→ WORK INSTRUCTIONS
How many lines in the records below contain the word "title"? State only that number.

→ RECORDS PROVIDED
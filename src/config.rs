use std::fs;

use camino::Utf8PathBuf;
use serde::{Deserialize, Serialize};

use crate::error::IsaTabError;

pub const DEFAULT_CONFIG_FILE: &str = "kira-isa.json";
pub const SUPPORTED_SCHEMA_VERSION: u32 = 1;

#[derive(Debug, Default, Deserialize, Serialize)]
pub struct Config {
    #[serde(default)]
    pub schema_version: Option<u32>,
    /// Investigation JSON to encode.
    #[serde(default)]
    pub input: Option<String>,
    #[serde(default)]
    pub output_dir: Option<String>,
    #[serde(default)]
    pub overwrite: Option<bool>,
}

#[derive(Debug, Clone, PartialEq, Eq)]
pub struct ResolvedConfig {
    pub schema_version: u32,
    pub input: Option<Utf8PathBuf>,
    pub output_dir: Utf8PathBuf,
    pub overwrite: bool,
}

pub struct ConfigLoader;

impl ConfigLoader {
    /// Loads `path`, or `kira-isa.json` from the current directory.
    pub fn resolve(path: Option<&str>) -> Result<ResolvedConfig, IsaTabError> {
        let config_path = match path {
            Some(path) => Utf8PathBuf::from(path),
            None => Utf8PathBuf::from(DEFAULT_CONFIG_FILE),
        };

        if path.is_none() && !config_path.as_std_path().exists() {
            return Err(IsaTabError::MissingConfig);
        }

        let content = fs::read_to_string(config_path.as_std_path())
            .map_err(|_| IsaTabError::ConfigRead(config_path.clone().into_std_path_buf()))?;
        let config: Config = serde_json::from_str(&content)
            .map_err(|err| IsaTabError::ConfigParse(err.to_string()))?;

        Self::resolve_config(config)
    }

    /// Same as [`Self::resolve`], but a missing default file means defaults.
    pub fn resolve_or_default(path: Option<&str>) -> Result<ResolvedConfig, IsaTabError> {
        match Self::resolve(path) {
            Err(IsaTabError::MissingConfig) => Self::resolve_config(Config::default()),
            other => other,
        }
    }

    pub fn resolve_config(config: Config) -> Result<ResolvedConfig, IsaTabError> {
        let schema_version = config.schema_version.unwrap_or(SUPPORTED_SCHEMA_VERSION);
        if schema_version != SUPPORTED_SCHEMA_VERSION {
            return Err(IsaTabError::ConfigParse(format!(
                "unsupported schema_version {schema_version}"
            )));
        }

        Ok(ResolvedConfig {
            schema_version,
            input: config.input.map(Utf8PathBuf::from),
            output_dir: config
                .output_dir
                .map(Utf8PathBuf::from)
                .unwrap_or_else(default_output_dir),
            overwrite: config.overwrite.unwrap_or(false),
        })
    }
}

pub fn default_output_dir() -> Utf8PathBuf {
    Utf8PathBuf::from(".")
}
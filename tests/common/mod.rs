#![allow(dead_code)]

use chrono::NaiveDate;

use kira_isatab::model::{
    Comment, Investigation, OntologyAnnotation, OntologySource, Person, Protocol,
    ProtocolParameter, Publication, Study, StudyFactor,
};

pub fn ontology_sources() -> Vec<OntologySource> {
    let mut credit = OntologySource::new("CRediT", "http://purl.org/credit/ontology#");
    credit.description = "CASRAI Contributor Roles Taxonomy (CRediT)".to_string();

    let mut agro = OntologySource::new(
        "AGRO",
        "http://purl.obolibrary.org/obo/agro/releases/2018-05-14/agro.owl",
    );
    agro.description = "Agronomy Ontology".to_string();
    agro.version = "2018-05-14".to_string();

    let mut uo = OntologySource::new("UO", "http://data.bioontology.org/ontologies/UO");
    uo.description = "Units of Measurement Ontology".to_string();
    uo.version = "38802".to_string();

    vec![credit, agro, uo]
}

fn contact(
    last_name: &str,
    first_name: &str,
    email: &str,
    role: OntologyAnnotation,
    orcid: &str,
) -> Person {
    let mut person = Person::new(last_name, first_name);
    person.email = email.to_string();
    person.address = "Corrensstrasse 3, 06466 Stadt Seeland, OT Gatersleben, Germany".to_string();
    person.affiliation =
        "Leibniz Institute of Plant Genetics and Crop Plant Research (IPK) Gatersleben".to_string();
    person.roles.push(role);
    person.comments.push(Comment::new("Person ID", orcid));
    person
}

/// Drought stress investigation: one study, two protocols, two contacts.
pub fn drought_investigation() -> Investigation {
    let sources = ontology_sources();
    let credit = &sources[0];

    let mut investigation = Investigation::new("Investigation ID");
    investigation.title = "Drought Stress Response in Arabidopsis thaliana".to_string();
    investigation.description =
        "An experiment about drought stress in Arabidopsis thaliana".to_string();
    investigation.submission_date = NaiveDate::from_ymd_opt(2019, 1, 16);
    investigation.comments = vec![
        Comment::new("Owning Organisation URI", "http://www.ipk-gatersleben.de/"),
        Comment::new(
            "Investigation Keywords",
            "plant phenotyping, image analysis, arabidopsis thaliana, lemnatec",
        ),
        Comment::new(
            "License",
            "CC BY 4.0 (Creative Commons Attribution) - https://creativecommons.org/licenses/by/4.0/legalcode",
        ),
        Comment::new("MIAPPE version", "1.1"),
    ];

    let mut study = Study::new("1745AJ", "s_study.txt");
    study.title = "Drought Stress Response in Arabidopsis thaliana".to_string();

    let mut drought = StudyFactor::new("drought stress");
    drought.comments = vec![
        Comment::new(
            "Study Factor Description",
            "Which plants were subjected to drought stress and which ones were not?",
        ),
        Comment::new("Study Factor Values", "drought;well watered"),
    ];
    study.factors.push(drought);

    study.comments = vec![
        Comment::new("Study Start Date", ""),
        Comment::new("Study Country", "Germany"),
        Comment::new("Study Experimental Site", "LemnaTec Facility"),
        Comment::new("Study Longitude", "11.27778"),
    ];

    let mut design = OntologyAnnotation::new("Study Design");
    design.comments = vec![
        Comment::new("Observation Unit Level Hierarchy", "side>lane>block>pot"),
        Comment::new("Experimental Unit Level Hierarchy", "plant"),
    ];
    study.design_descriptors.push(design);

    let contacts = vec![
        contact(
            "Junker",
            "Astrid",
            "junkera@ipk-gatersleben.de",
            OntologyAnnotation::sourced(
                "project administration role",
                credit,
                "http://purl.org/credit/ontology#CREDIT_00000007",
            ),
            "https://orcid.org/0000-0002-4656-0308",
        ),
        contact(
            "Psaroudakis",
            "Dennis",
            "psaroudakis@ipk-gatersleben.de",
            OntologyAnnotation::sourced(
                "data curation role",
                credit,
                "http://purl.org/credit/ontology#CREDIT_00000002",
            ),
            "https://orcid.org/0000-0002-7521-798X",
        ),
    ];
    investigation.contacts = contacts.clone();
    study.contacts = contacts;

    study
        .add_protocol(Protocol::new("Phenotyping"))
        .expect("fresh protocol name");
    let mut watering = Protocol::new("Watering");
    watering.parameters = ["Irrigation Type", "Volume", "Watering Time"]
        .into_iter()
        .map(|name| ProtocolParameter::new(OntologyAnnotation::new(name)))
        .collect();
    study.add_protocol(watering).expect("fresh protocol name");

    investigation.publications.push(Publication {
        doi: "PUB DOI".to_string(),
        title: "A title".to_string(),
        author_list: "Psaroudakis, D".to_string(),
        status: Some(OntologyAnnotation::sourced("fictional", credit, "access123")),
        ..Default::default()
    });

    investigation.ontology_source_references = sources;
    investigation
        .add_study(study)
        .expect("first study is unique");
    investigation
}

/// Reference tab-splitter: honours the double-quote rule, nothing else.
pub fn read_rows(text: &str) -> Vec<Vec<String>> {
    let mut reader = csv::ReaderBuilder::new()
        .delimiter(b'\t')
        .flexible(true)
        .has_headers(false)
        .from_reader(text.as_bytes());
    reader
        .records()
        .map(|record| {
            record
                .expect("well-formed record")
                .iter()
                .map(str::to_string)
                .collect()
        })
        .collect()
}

→ THE ANSWER
3